--- TASK ITEM ---
Where the records below show a line containing "pub fn field(&self, name: &str)", start copying; end with the line containing "declaration order —", and copy it too.

--- SUPPLIED DATA ---

.....

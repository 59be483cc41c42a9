use crate::core::error::{Error, ErrorKind, Result};
use serde::{Deserialize, Serialize};
use std::collections::HashMap;

/// A field's declared type. `facetable` is legal on any type; `sortable` is
/// legal only on `Number` (enforced by [`Schema::add_field`]).
#[derive(Debug, Clone, Copy, PartialEq, Eq, Serialize, Deserialize)]
pub enum FieldType {
    String,
    Number,
    Boolean,
}

#[derive(Debug, Clone, Serialize, Deserialize)]
pub struct SchemaField {
    pub field_type: FieldType,
    pub facetable: bool,
    pub sortable: bool,
}

impl SchemaField {
    pub fn new(field_type: FieldType) -> Self {
        SchemaField {
            field_type,
            facetable: false,
            sortable: false,
        }
    }

    pub fn facetable(mut self) -> Self {
        self.facetable = true;
        self
    }

    pub fn sortable(mut self) -> Self {
        self.sortable = true;
        self
    }
}

/// Fixed at construction; never mutated for the lifetime of an [`crate::engine::Engine`].
///
/// Fields are kept in declaration order (a `Vec` backing store plus a name
/// index) because spec §3 defines a document's global token position counter
/// as advancing "across the concatenation of all string fields in schema
/// declaration order" — a `HashMap` would not preserve that order.
#[derive(Debug, Clone, Default, Serialize, Deserialize)]
pub struct Schema {
    order: Vec<String>,
    fields: HashMap<String, SchemaField>,
}

impl Schema {
    pub fn new() -> Self {
        Schema::default()
    }

    /// Declare a field. Returns `InvalidFilter`-adjacent validation failure as
    /// `Err` if `sortable` is requested on a non-`Number` type, since spec §3
    /// states sortable is only legal on numbers.
    pub fn add_field(&mut self, name: impl Into<String>, field: SchemaField) -> Result<()> {
        if field.sortable && field.field_type != FieldType::Number {
            return Err(Error::new(
                ErrorKind::InvalidFilter,
                "sortable is only legal on number fields",
            ));
        }
        let name = name.into();
        if !self.fields.contains_key(&name) {
            self.order.push(name.clone());
        }
        self.fields.insert(name, field);
        Ok(())
    }

    pub fn field(&self, name: &str) -> Option<&SchemaField> {
        self.fields.get(name)
    }

    pub fn fields(&self) -> impl Iterator<Item = (&String, &SchemaField)> {
        self.order.iter().map(move |name| (name, &self.fields[name]))
    }

    pub fn is_string_field(&self, name: &str) -> bool {
        matches!(self.field(name), Some(f) if f.field_type == FieldType::String)
    }

    pub fn is_facetable(&self, name: &str) -> bool {
        matches!(self.field(name), Some(f) if f.facetable)
    }

    pub fn is_sortable_number(&self, name: &str) -> bool {
        matches!(self.field(name), Some(f) if f.sortable && f.field_type == FieldType::Number)
    }

    /// Schema field names that carry indexable text, in declaration order —
    /// the order C7 walks to assign global token positions.
    pub fn ordered_string_fields(&self) -> Vec<String> {
        self.order
            .iter()
            .filter(|name| self.is_string_field(name))
            .cloned()
            .collect()
    }
}
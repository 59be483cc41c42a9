use std::path::PathBuf;

/// Snapshot format-version tag. Bumped whenever the on-disk record layout
/// changes; `load` rejects anything else as `CorruptSnapshot`.
pub const SNAPSHOT_FORMAT_VERSION: u32 = 1;

/// BM25 and collaborator-facing defaults for one [`crate::engine::Engine`].
#[derive(Debug, Clone)]
pub struct Config {
    pub data_dir: PathBuf,
    /// Term frequency saturation point.
    pub bm25_k1: f64,
    /// Length-normalization strength.
    pub bm25_b: f64,
    /// Multiplier applied to a document's BM25 sum when it wins the phrase branch.
    pub phrase_bonus: f64,
    /// Ingest batch size after which bulk-loading callers should cooperatively yield.
    pub bulk_yield_batch: usize,
}

impl Default for Config {
    fn default() -> Self {
        Config {
            data_dir: PathBuf::from("./data"),
            bm25_k1: 1.5,
            bm25_b: 0.75,
            phrase_bonus: 1.5,
            bulk_yield_batch: 1000,
        }
    }
}

impl Config {
    /// Path a [`crate::registry::CollectionRegistry`] uses for a named collection's snapshot.
    pub fn snapshot_path(&self, collection: &str) -> PathBuf {
        self.data_dir.join(format!("{collection}.index.bin"))
    }
}
use std::collections::BTreeMap;

/// Ordered character tree over the live vocabulary (component C2).
///
/// Holds exactly the set of tokens with at least one posting in the
/// [`crate::index::inverted::InvertedIndex`]; `insert`/`delete` are driven by
/// that index, never called independently by callers. `search_fuzzy` walks
/// the tree depth-first, carrying a running Levenshtein DP row per edge so
/// whole subtrees are pruned the moment no cell in the row can still reach
/// `max_distance`.
#[derive(Debug, Default)]
pub struct Trie {
    root: TrieNode,
}

#[derive(Debug, Default)]
struct TrieNode {
    children: BTreeMap<char, TrieNode>,
    is_terminal: bool,
}

impl Trie {
    pub fn new() -> Self {
        Trie::default()
    }

    /// Idempotent; marks the token's terminal node.
    pub fn insert(&mut self, token: &str) {
        let mut node = &mut self.root;
        for ch in token.chars() {
            node = node.children.entry(ch).or_default();
        }
        node.is_terminal = true;
    }

    /// Clears the terminal flag and prunes any node that is neither terminal
    /// nor has children, walking back toward the root. Returns whether the
    /// token was present.
    pub fn delete(&mut self, token: &str) -> bool {
        Self::delete_rec(&mut self.root, &token.chars().collect::<Vec<_>>())
    }

    fn delete_rec(node: &mut TrieNode, remaining: &[char]) -> bool {
        let Some((&ch, rest)) = remaining.split_first() else {
            if !node.is_terminal {
                return false;
            }
            node.is_terminal = false;
            return true;
        };

        let Some(child) = node.children.get_mut(&ch) else {
            return false;
        };
        let removed = Self::delete_rec(child, rest);
        if removed && child.children.is_empty() && !child.is_terminal {
            node.children.remove(&ch);
        }
        removed
    }

    pub fn contains(&self, token: &str) -> bool {
        let mut node = &self.root;
        for ch in token.chars() {
            match node.children.get(&ch) {
                Some(next) => node = next,
                None => return false,
            }
        }
        node.is_terminal
    }

    /// All tokens within `max_distance` Levenshtein edits of `query`, in
    /// tree-order (callers must not depend on this order). Exact matches are
    /// returned at distance 0.
    pub fn search_fuzzy(&self, query: &str, max_distance: usize) -> Vec<(String, usize)> {
        let query: Vec<char> = query.chars().collect();
        let first_row: Vec<usize> = (0..=query.len()).collect();
        let mut results = Vec::new();
        let mut path = String::new();

        for (&ch, child) in &self.root.children {
            Self::descend(child, ch, &query, &first_row, max_distance, &mut path, &mut results);
        }

        results
    }

    #[allow(clippy::too_many_arguments)]
    fn descend(
        node: &TrieNode,
        edge_char: char,
        query: &[char],
        parent_row: &[usize],
        max_distance: usize,
        path: &mut String,
        results: &mut Vec<(String, usize)>,
    ) {
        let mut row = vec![parent_row[0] + 1];
        for (j, &qc) in query.iter().enumerate() {
            let cost = if qc == edge_char { 0 } else { 1 };
            let value = (parent_row[j] + cost)
                .min(row[j] + 1)
                .min(parent_row[j + 1] + 1);
            row.push(value);
        }

        if *row.iter().min().unwrap() > max_distance {
            return;
        }

        path.push(edge_char);

        if node.is_terminal {
            let distance = row[query.len()];
            if distance <= max_distance {
                results.push((path.clone(), distance));
            }
        }

        for (&ch, child) in &node.children {
            Self::descend(child, ch, query, &row, max_distance, path, results);
        }

        path.pop();
    }
}
pub mod pipeline;

use crate::core::types::Document;
use crate::index::RangeBounds;
use serde::{Deserialize, Serialize};
use std::collections::HashMap;
use std::time::Duration;

/// A single field filter: either exact-equality membership over a facet
/// field, or a numeric range over a sortable field (spec §4.6 Stage 1).
#[derive(Debug, Clone, Serialize, Deserialize)]
#[serde(untagged)]
pub enum Filter {
    Term(String),
    Range(RangeBounds),
}

/// `{q, tolerance, limit, facets, filters}` — the full query surface spec §4.6 defines.
///
/// Derives `Serialize`/`Deserialize` because spec §6 has the external HTTP
/// collaborator pass this shape as a JSON request body to
/// `POST /collections/:name/search`; this crate does not implement that
/// transport, but the type is the wire contract the collaborator depends on.
#[derive(Debug, Clone, Serialize, Deserialize)]
pub struct Query {
    pub q: String,
    #[serde(default)]
    pub tolerance: usize,
    #[serde(default = "default_limit")]
    pub limit: usize,
    #[serde(default)]
    pub facets: Vec<String>,
    #[serde(default)]
    pub filters: HashMap<String, Filter>,
}

fn default_limit() -> usize {
    10
}

impl Query {
    pub fn new(q: impl Into<String>) -> Self {
        Query {
            q: q.into(),
            tolerance: 0,
            limit: 10,
            facets: Vec::new(),
            filters: HashMap::new(),
        }
    }

    pub fn tolerance(mut self, tolerance: usize) -> Self {
        self.tolerance = tolerance;
        self
    }

    pub fn limit(mut self, limit: usize) -> Self {
        self.limit = limit;
        self
    }

    pub fn facet(mut self, field: impl Into<String>) -> Self {
        self.facets.push(field.into());
        self
    }

    pub fn filter(mut self, field: impl Into<String>, filter: Filter) -> Self {
        self.filters.insert(field.into(), filter);
        self
    }
}

#[derive(Debug, Clone, Serialize, Deserialize)]
pub struct Hit {
    pub id: String,
    pub score: f64,
    pub document: Document,
}

/// Facet counts for one requested field: value → distinct-occurrence count
/// over the final scored result set (spec §4.6 Stage 3).
pub type FacetCounts = HashMap<String, HashMap<String, usize>>;

/// `{hits, count, facets, elapsed}` — the JSON shape spec §6 has the HTTP
/// collaborator return from `POST /collections/:name/search`.
#[derive(Debug, Clone, Serialize, Deserialize)]
pub struct SearchResult {
    pub hits: Vec<Hit>,
    pub count: usize,
    pub facets: FacetCounts,
    pub elapsed: Duration,
}
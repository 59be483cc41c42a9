pub mod analysis;
pub mod core;
pub mod engine;
pub mod index;
pub mod query;
pub mod registry;
pub mod schema;
pub mod scoring;
pub mod snapshot;

pub use core::config::Config;
pub use core::error::{Error, ErrorKind, Result};
pub use core::types::{DocId, Document, Value};
pub use engine::Engine;
pub use index::RangeBounds;
pub use query::{Filter, Hit, Query, SearchResult};
pub use registry::CollectionRegistry;
pub use schema::{FieldType, Schema, SchemaField};
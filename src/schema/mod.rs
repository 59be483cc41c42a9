pub mod schema;

pub use schema::{FieldType, Schema, SchemaField};
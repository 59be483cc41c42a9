use crate::core::types::DocId;
use serde::{Deserialize, Serialize};
use std::collections::{BTreeMap, BTreeSet};

/// A range filter over a sortable numeric field. At least one bound should be
/// present; an entirely-empty bounds value is what spec §4.6 calls
/// `InvalidFilter` at the query-pipeline layer, not here.
#[derive(Debug, Clone, Copy, Default, Serialize, Deserialize)]
pub struct RangeBounds {
    pub gte: Option<f64>,
    pub lte: Option<f64>,
    pub gt: Option<f64>,
    pub lt: Option<f64>,
}

impl RangeBounds {
    pub fn is_empty(&self) -> bool {
        self.gte.is_none() && self.lte.is_none() && self.gt.is_none() && self.lt.is_none()
    }

    fn satisfies(&self, value: f64) -> bool {
        self.gte.is_none_or(|b| value >= b)
            && self.gt.is_none_or(|b| value > b)
            && self.lte.is_none_or(|b| value <= b)
            && self.lt.is_none_or(|b| value < b)
    }

    /// True once `value` is past every upper bound, meaning an ascending scan
    /// can stop — used to short-circuit [`NumericIndex::range`].
    fn past_upper_bound(&self, value: f64) -> bool {
        self.lte.is_some_and(|b| value > b) || self.lt.is_some_and(|b| value >= b)
    }
}

/// field → sorted `(value, docId)` list, ascending by value, ties broken by
/// insertion order (component C5).
#[derive(Debug, Default)]
pub struct NumericIndex {
    fields: BTreeMap<String, Vec<(f64, DocId)>>,
}

impl NumericIndex {
    pub fn new() -> Self {
        NumericIndex::default()
    }

    /// Sorted insertion via binary search; placing the new pair after any
    /// existing equal value preserves insertion-order tie-breaking.
    pub fn insert(&mut self, field: &str, value: f64, doc: DocId) {
        let list = self.fields.entry(field.to_string()).or_default();
        let pos = list.partition_point(|&(v, _)| v <= value);
        list.insert(pos, (value, doc));
    }

    /// Removal by docId identity — the value is not known at removal time.
    pub fn remove(&mut self, field: &str, doc: DocId) {
        let Some(list) = self.fields.get_mut(field) else { return };
        list.retain(|&(_, d)| d != doc);
        if list.is_empty() {
            self.fields.remove(field);
        }
    }

    pub fn has_field(&self, field: &str) -> bool {
        self.fields.contains_key(field)
    }

    /// DocIds whose value satisfies every provided bound. Scans the sorted
    /// list and stops early once the cursor is past every upper bound.
    pub fn range(&self, field: &str, bounds: &RangeBounds) -> BTreeSet<DocId> {
        let mut result = BTreeSet::new();
        let Some(list) = self.fields.get(field) else { return result };
        for &(value, doc) in list {
            if bounds.past_upper_bound(value) {
                break;
            }
            if bounds.satisfies(value) {
                result.insert(doc);
            }
        }
        result
    }

    /// All `(field, value, docId)` triples in stored order, for the snapshot codec.
    pub fn iter_entries(&self) -> impl Iterator<Item = (&str, f64, DocId)> {
        self.fields.iter().flat_map(|(field, list)| {
            list.iter().map(move |&(value, doc)| (field.as_str(), value, doc))
        })
    }
}
pub mod tokenizer;

pub use tokenizer::{StandardTokenizer, Tokenizer};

.....

--- THE COMPLETED TASK ---
    pub fn field(&self, name: &str) -> Option<&SchemaField> {
        self.fields.get(name)
    }

    pub fn fields(&self) -> impl Iterator<Item = (&String, &SchemaField)> {
        self.order.iter().map(move |name| (name, &self.fields[name]))
    }

    pub fn is_string_field(&self, name: &str) -> bool {
        matches!(self.field(name), Some(f) if f.field_type == FieldType::String)
    }

    pub fn is_facetable(&self, name: &str) -> bool {
        matches!(self.field(name), Some(f) if f.facetable)
    }

    pub fn is_sortable_number(&self, name: &str) -> bool {
        matches!(self.field(name), Some(f) if f.sortable && f.field_type == FieldType::Number)
    }

    /// Schema field names that carry indexable text, in declaration order —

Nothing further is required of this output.